User:Fork
From DocBase
I run the blog at http://hostilefork.com - which was started with the agenda of being proactive in promoting cooperation among software efforts. (Basically to identify the reasons why people aren't working together, and hopefully to make those reasons go away.) I am hostilefork on Twitter
I've used Rebol only a little, at least relative to time I've clocked with other systems. But I have experimented enough to know that it is built on concepts that I consider of foundational importance if I am going to use an interpreted language. These features are not only missing from most popular ones (Python, Ruby, JavaScript), but they cannot be added after-the-fact. One critical aspect is that Rebol can reflect its source code very easily, establishing a duality of code and data which is similar to LISP... but much more nuanced.
Yet Rebol is not being used by very many people. So I'm trying to do what intervention I can to give the ideas more traction. One of the big issues is bridging to the open source community, and as of 12-Dec-2012, the release of Rebol 3's source code under an Apache 2.0 license has made a crucial step in that direction.
Contents |
My Blogging about Rebol
Though I prefer collaboratively edited sites for institutional knowledge (I essentially wrote the StackOverflow tag wiki for Rebol), I've blogged a bit as well:
- I've written about how the language is built on the notion of a flexible series
- There are some major quirks in the language, but you can perhaps best get to understanding its novelty if you face them very early
- Here are my thoughts on whether Rebol can truly be called a revolution
- I agree with Rebol's head programmer Carl Sassenrath that we need to be careful in using abstractions not meant for human readers
Ideas on this Wiki
- I've contributed ideas for a new REBOL logo
- I started an article where Dialect Design Considerations can be surveyed
- I started an article to help explain the foundations of Scoping in Rebol (more introductory than Bindology)
- A description of Rebol's rationale for not including a substring operation
- I'm trying to motivate people to collaborate on an Interactive tutorial script, in the spirit of Try Ruby!
- I have encouraged a greater engagement and more positive perspective on open source development as part of "Version 3: It's Rebol. Rebooted."

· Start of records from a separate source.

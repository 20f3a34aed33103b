//! Outbound HTTP transport port

use std::collections::BTreeMap;

use async_trait::async_trait;
use serde_json::Value;
use tapestry_domain::HttpMethod;

/// A request produced by an `http` setup task.
#[derive(Debug, Clone, PartialEq)]
pub struct OutboundRequest {
    /// HTTP method.
    pub method: HttpMethod,
    /// Fully rendered URL.
    pub url: String,
    /// Header names and values.
    pub headers: BTreeMap<String, String>,
    /// JSON payload, sent for POST requests.
    pub body: Option<Value>,
}

impl OutboundRequest {
    /// Creates a request without headers or body.
    #[must_use]
    pub fn new(method: HttpMethod, url: impl Into<String>) -> Self {
        Self {
            method,
            url: url.into(),
            headers: BTreeMap::new(),
            body: None,
        }
    }

    /// Adds a header (builder pattern).
    #[must_use]
    pub fn with_header(mut self, name: impl Into<String>, value: impl Into<String>) -> Self {
        self.headers.insert(name.into(), value.into());
        self
    }

    /// Sets the JSON payload (builder pattern).
    #[must_use]
    pub fn with_body(mut self, body: Value) -> Self {
        self.body = Some(body);
        self
    }

    /// Case-insensitive header lookup.
    #[must_use]
    pub fn header(&self, name: &str) -> Option<&str> {
        self.headers
            .iter()
            .find(|(key, _)| key.eq_ignore_ascii_case(name))
            .map(|(_, value)| value.as_str())
    }

    /// Serialised payload bytes, empty when there is no body.
    #[must_use]
    pub fn body_bytes(&self) -> Vec<u8> {
        self.body
            .as_ref()
            .map(|body| body.to_string().into_bytes())
            .unwrap_or_default()
    }
}

/// A response as seen by the dispatcher.
#[derive(Debug, Clone, PartialEq, Eq)]
pub struct TransportResponse {
    /// HTTP status code.
    pub status: u16,
    /// Response headers.
    pub headers: BTreeMap<String, String>,
    /// Raw response body.
    pub body: String,
}

impl TransportResponse {
    /// Creates a response with a status and body.
    #[must_use]
    pub fn new(status: u16, body: impl Into<String>) -> Self {
        Self {
            status,
            headers: BTreeMap::new(),
            body: body.into(),
        }
    }

    /// Whether the status is 2xx.
    #[must_use]
    pub const fn is_success(&self) -> bool {
        self.status >= 200 && self.status < 300
    }
}

/// Errors raised by a transport.
#[derive(Debug, Clone, PartialEq, Eq, thiserror::Error)]
pub enum TransportError {
    /// The URL could not be parsed.
    #[error("invalid URL: {0}")]
    InvalidUrl(String),

    /// The request timed out.
    #[error("request timed out after {timeout_ms}ms")]
    Timeout {
        /// Timeout that elapsed.
        timeout_ms: u64,
    },

    /// The connection could not be established.
    #[error("connection failed: {0}")]
    Connection(String),

    /// Any other transport failure.
    #[error("transport error: {0}")]
    Other(String),
}

/// Port for performing the network request of an `http` task.
#[async_trait]
pub trait Transport: Send + Sync {
    /// Sends a request and returns the raw response, whatever its status.
    ///
    /// # Errors
    ///
    /// Returns an error when no response was received.
    async fn send(&self, request: OutboundRequest) -> Result<TransportResponse, TransportError>;
}
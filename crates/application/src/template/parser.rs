//! Template parser for `${expression}` syntax
//!
//! Splits a template into literal text and expression segments, and parses
//! each expression into a small AST.

use std::fmt;
use std::iter::Peekable;
use std::str::CharIndices;

use serde_json::Value;

use super::TemplateError;

/// A piece of a parsed template.
#[derive(Debug, Clone, PartialEq)]
pub enum Segment {
    /// Text copied verbatim.
    Literal(String),
    /// An expression evaluated against the scope.
    Expr(Expr),
}

/// Expression AST.
#[derive(Debug, Clone, PartialEq)]
pub enum Expr {
    /// Top-level name (`config`, `this`).
    Var(String),
    /// `target.name`
    Field(Box<Expr>, String),
    /// `target[3]`
    Index(Box<Expr>, usize),
    /// String, number, boolean or null literal.
    Literal(Value),
    /// `name(args)` or `target.name(args)` (target becomes the first argument).
    Call(String, Vec<Expr>),
}

impl fmt::Display for Expr {
    fn fmt(&self, f: &mut fmt::Formatter<'_>) -> fmt::Result {
        match self {
            Self::Var(name) => f.write_str(name),
            Self::Field(target, name) => write!(f, "{target}.{name}"),
            Self::Index(target, index) => write!(f, "{target}[{index}]"),
            Self::Literal(value) => write!(f, "{value}"),
            Self::Call(name, args) => {
                write!(f, "{name}(")?;
                for (i, arg) in args.iter().enumerate() {
                    if i > 0 {
                        f.write_str(", ")?;
                    }
                    write!(f, "{arg}")?;
                }
                f.write_str(")")
            }
        }
    }
}

/// Parses a template into segments.
///
/// `\${` produces a literal `${`.
///
/// # Errors
///
/// Returns `TemplateError::Unterminated` for a `${` without a closing `}`,
/// and `TemplateError::Syntax` for a malformed expression.
pub fn parse_template(input: &str) -> Result<Vec<Segment>, TemplateError> {
    let mut segments = Vec::new();
    let mut literal = String::new();
    let mut chars = input.char_indices().peekable();

    while let Some((i, ch)) = chars.next() {
        match ch {
            '\\' if input[i + 1..].starts_with("${") => {
                chars.next(); // consume $
                literal.push('$');
            }
            '$' if matches!(chars.peek(), Some((_, '{'))) => {
                chars.next(); // consume {
                let body_start = i + 2;
                let body_end = find_closing_brace(&mut chars)
                    .ok_or(TemplateError::Unterminated { offset: i })?;
                if !literal.is_empty() {
                    segments.push(Segment::Literal(std::mem::take(&mut literal)));
                }
                let expr = parse_expression(&input[body_start..body_end], body_start)?;
                segments.push(Segment::Expr(expr));
            }
            _ => literal.push(ch),
        }
    }

    if !literal.is_empty() {
        segments.push(Segment::Literal(literal));
    }
    Ok(segments)
}

/// Advances past the `}` closing an expression, skipping quoted strings.
/// Returns the byte index of that `}`.
fn find_closing_brace(chars: &mut Peekable<CharIndices<'_>>) -> Option<usize> {
    let mut quote: Option<char> = None;
    while let Some((i, ch)) = chars.next() {
        match (quote, ch) {
            (Some(_), '\\') => {
                chars.next();
            }
            (Some(q), c) if c == q => quote = None,
            (Some(_), _) => {}
            (None, '\'' | '"') => quote = Some(ch),
            (None, '}') => return Some(i),
            (None, _) => {}
        }
    }
    None
}

/// Parses one expression. `base` is its byte offset in the template.
///
/// # Errors
///
/// Returns `TemplateError::Syntax` if the expression is malformed.
pub fn parse_expression(source: &str, base: usize) -> Result<Expr, TemplateError> {
    let mut parser = ExprParser {
        source,
        base,
        pos: 0,
    };
    parser.skip_whitespace();
    if parser.at_end() {
        return Err(parser.error("empty expression"));
    }
    let expr = parser.expression()?;
    parser.skip_whitespace();
    if !parser.at_end() {
        return Err(parser.error("unexpected trailing input"));
    }
    Ok(expr)
}

struct ExprParser<'a> {
    source: &'a str,
    base: usize,
    pos: usize,
}

impl ExprParser<'_> {
    fn at_end(&self) -> bool {
        self.pos >= self.source.len()
    }

    fn peek(&self) -> Option<char> {
        self.source[self.pos..].chars().next()
    }

    fn bump(&mut self) -> Option<char> {
        let ch = self.peek()?;
        self.pos += ch.len_utf8();
        Some(ch)
    }

    fn eat(&mut self, expected: char) -> bool {
        self.skip_whitespace();
        if self.peek() == Some(expected) {
            self.pos += expected.len_utf8();
            true
        } else {
            false
        }
    }

    fn skip_whitespace(&mut self) {
        while self.peek().is_some_and(char::is_whitespace) {
            self.bump();
        }
    }

    fn error(&self, message: impl Into<String>) -> TemplateError {
        TemplateError::Syntax {
            offset: self.base + self.pos,
            message: message.into(),
        }
    }

    fn expression(&mut self) -> Result<Expr, TemplateError> {
        let mut expr = self.primary()?;
        loop {
            if self.eat('.') {
                self.skip_whitespace();
                let name = self.identifier()?;
                if self.eat('(') {
                    let mut args = vec![expr];
                    args.extend(self.arguments()?);
                    expr = Expr::Call(name, args);
                } else {
                    expr = Expr::Field(Box::new(expr), name);
                }
            } else if self.eat('[') {
                self.skip_whitespace();
                expr = match self.peek() {
                    Some('\'' | '"') => {
                        let Value::String(key) = self.string()? else {
                            return Err(self.error("expected string key"));
                        };
                        Expr::Field(Box::new(expr), key)
                    }
                    _ => {
                        let index = self.index()?;
                        Expr::Index(Box::new(expr), index)
                    }
                };
                if !self.eat(']') {
                    return Err(self.error("expected ']'"));
                }
            } else {
                return Ok(expr);
            }
        }
    }

    fn primary(&mut self) -> Result<Expr, TemplateError> {
        self.skip_whitespace();
        match self.peek() {
            Some('\'' | '"') => Ok(Expr::Literal(self.string()?)),
            Some(c) if c.is_ascii_digit() || c == '-' => Ok(Expr::Literal(self.number()?)),
            Some(c) if is_ident_start(c) => {
                let name = self.identifier()?;
                match name.as_str() {
                    "true" => Ok(Expr::Literal(Value::Bool(true))),
                    "false" => Ok(Expr::Literal(Value::Bool(false))),
                    "null" => Ok(Expr::Literal(Value::Null)),
                    _ if self.eat('(') => Ok(Expr::Call(name, self.arguments()?)),
                    _ => Ok(Expr::Var(name)),
                }
            }
            Some(c) => Err(self.error(format!("unexpected character '{c}'"))),
            None => Err(self.error("unexpected end of expression")),
        }
    }

    /// Parses arguments after an opening `(` up to and including `)`.
    fn arguments(&mut self) -> Result<Vec<Expr>, TemplateError> {
        let mut args = Vec::new();
        if self.eat(')') {
            return Ok(args);
        }
        loop {
            args.push(self.expression()?);
            if self.eat(')') {
                return Ok(args);
            }
            if !self.eat(',') {
                return Err(self.error("expected ',' or ')'"));
            }
        }
    }

    fn identifier(&mut self) -> Result<String, TemplateError> {
        let start = self.pos;
        match self.peek() {
            Some(c) if is_ident_start(c) => {
                self.bump();
            }
            _ => return Err(self.error("expected identifier")),
        }
        while self.peek().is_some_and(|c| c.is_alphanumeric() || c == '_' || c == '$') {
            self.bump();
        }
        Ok(self.source[start..self.pos].to_string())
    }

    fn index(&mut self) -> Result<usize, TemplateError> {
        let start = self.pos;
        while self.peek().is_some_and(|c| c.is_ascii_digit()) {
            self.bump();
        }
        self.source[start..self.pos]
            .parse()
            .map_err(|_| self.error("expected array index"))
    }

    fn number(&mut self) -> Result<Value, TemplateError> {
        let start = self.pos;
        if self.peek() == Some('-') {
            self.bump();
        }
        while self.peek().is_some_and(|c| c.is_ascii_digit() || c == '.') {
            self.bump();
        }
        let text = &self.source[start..self.pos];
        serde_json::from_str::<serde_json::Number>(text)
            .map(Value::Number)
            .map_err(|_| self.error(format!("invalid number '{text}'")))
    }

    fn string(&mut self) -> Result<Value, TemplateError> {
        let Some(quote) = self.bump() else {
            return Err(self.error("expected string"));
        };
        let mut out = String::new();
        loop {
            match self.bump() {
                Some('\\') => match self.bump() {
                    Some('n') => out.push('\n'),
                    Some('t') => out.push('\t'),
                    Some(c) => out.push(c),
                    None => return Err(self.error("unterminated string")),
                },
                Some(c) if c == quote => return Ok(Value::String(out)),
                Some(c) => out.push(c),
                None => return Err(self.error("unterminated string")),
            }
        }
    }
}

fn is_ident_start(c: char) -> bool {
    c.is_alphabetic() || c == '_' || c == '$'
}

#[cfg(test)]
#[allow(clippy::unwrap_used)]
mod tests {
    use super::*;
    use pretty_assertions::assert_eq;
    use serde_json::json;

    fn var(name: &str) -> Expr {
        Expr::Var(name.to_string())
    }

    fn field(target: Expr, name: &str) -> Expr {
        Expr::Field(Box::new(target), name.to_string())
    }

    #[test]
    fn test_parse_literal_only() {
        let segments = parse_template("https://example.com").unwrap();
        assert_eq!(segments, vec![Segment::Literal("https://example.com".into())]);
    }

    #[test]
    fn test_parse_field_path() {
        let segments = parse_template("https://${config.host}/api").unwrap();
        assert_eq!(
            segments,
            vec![
                Segment::Literal("https://".into()),
                Segment::Expr(field(var("config"), "host")),
                Segment::Literal("/api".into()),
            ]
        );
    }

    #[test]
    fn test_parse_this_prefix_and_index() {
        let expr = parse_expression("this.users[0]['first-name']", 0).unwrap();
        assert_eq!(
            expr,
            field(
                Expr::Index(Box::new(field(var("this"), "users")), 0),
                "first-name"
            )
        );
    }

    #[test]
    fn test_parse_function_and_method_calls() {
        let expr = parse_expression("config.name.upper()", 0).unwrap();
        assert_eq!(
            expr,
            Expr::Call("upper".into(), vec![field(var("config"), "name")])
        );

        let expr = parse_expression("join(ids, '-')", 0).unwrap();
        assert_eq!(
            expr,
            Expr::Call("join".into(), vec![var("ids"), Expr::Literal(json!("-"))])
        );
    }

    #[test]
    fn test_parse_literals() {
        assert_eq!(parse_expression("42", 0).unwrap(), Expr::Literal(json!(42)));
        assert_eq!(parse_expression("-1.5", 0).unwrap(), Expr::Literal(json!(-1.5)));
        assert_eq!(parse_expression("true", 0).unwrap(), Expr::Literal(json!(true)));
        assert_eq!(parse_expression("\"a}b\"", 0).unwrap(), Expr::Literal(json!("a}b")));
    }

    #[test]
    fn test_brace_inside_string_does_not_close() {
        let segments = parse_template("${default(x, '}')}!").unwrap();
        assert_eq!(segments.len(), 2);
        assert_eq!(segments[1], Segment::Literal("!".into()));
    }

    #[test]
    fn test_escaped_dollar_is_literal() {
        let segments = parse_template(r"cost: \${price}").unwrap();
        assert_eq!(segments, vec![Segment::Literal("cost: ${price}".into())]);
    }

    #[test]
    fn test_unterminated_expression() {
        assert_eq!(
            parse_template("a ${config.host"),
            Err(TemplateError::Unterminated { offset: 2 })
        );
    }

    #[test]
    fn test_syntax_errors_report_offset() {
        let err = parse_template("x${config..host}").unwrap_err();
        assert!(matches!(err, TemplateError::Syntax { offset: 10, .. }), "{err:?}");
        assert!(parse_template("${}").is_err());
        assert!(parse_template("${a b}").is_err());
    }

    #[test]
    fn test_display_round_trips_shape() {
        let expr = parse_expression("join(this.ids, ',')", 0).unwrap();
        assert_eq!(expr.to_string(), "join(this.ids, \",\")");
    }
}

- I'm trying to nail down what some of The Invariants of Rebol are
- Due to dissatisfaction with the user experience of the tag! type, I'm pushing for an Extended tag proposal, which has been evolving as my understanding of the motivations of tag has evolved. The result has grown into a document explaining the motivations of the current implementation of tag!
Taking cues from Wikipedia, I generally feel article pages should try and contain consensus and factual information. The talk pages are where personal opinions are expressed and comments are signed by their respective authors.
Some Rebol Projects
- Even though there's no enumerated type built in, I was able to add one, and I even gave it some interesting features...
- Check out my spec for an Arecibo-Message inspired character encoding
- I've started an initiative to show Ruby programmers how Rebol programmers already enjoy many of the kinds of freedoms they have, called RUBOL
- I created a Rebol dialect called Rebmu which is tailored to trying to let Rebol participate in code competitions based on trying to solve a problem in the fewest number of source characters
Notes
Though it looks odd at first, Rebol code has a lot of consistency to it. Languages like JavaScript and CSS are fundamentally incompatible at a parsing level; they are not based on a shared idea. It's so bad that they don't even support the same comments, e.g. you can use /* */ in both, but // isn't supported by CSS. The desire to allow "a-b" to represent subtraction instead of requiring spaces as "a - b" led to a massive reduction in available symbol space, which sometimes forces the usage of strings in object keys when they're not otherwise required (e.g. "background-color"). That they couldn't standardize something as simple as that shows how little value is put on consistency, to say nothing of the deeper issues.
By contrast, XML set out to build a universal structure. Even XML schema definitions are themselves XML (a step up from HTML, whose specification had a lot of @ signs and not much in the way of <angleybrackets>). Yet although you could encode your CSS or JavaScript code as an XML structure, you sure wouldn't want to edit it that way!! JSON's success is based on XML being too clunky, and as the inspiration for JSON...Rebol would have done it markedly better.
Rebol's source notation brings to the table a lot of the universality that XML should have delivered—but didn't in practice. Yet it is light and minimalist enough in its notation to use for programming languages or stylesheets. There's not a lot of unnecessary symbols, and all the key datatypes are built in atomically to the system.
To Do
- This argument on Lambda the Ultimate about the arity of functions is sound, and seems like a good thing to be addressed somewhere.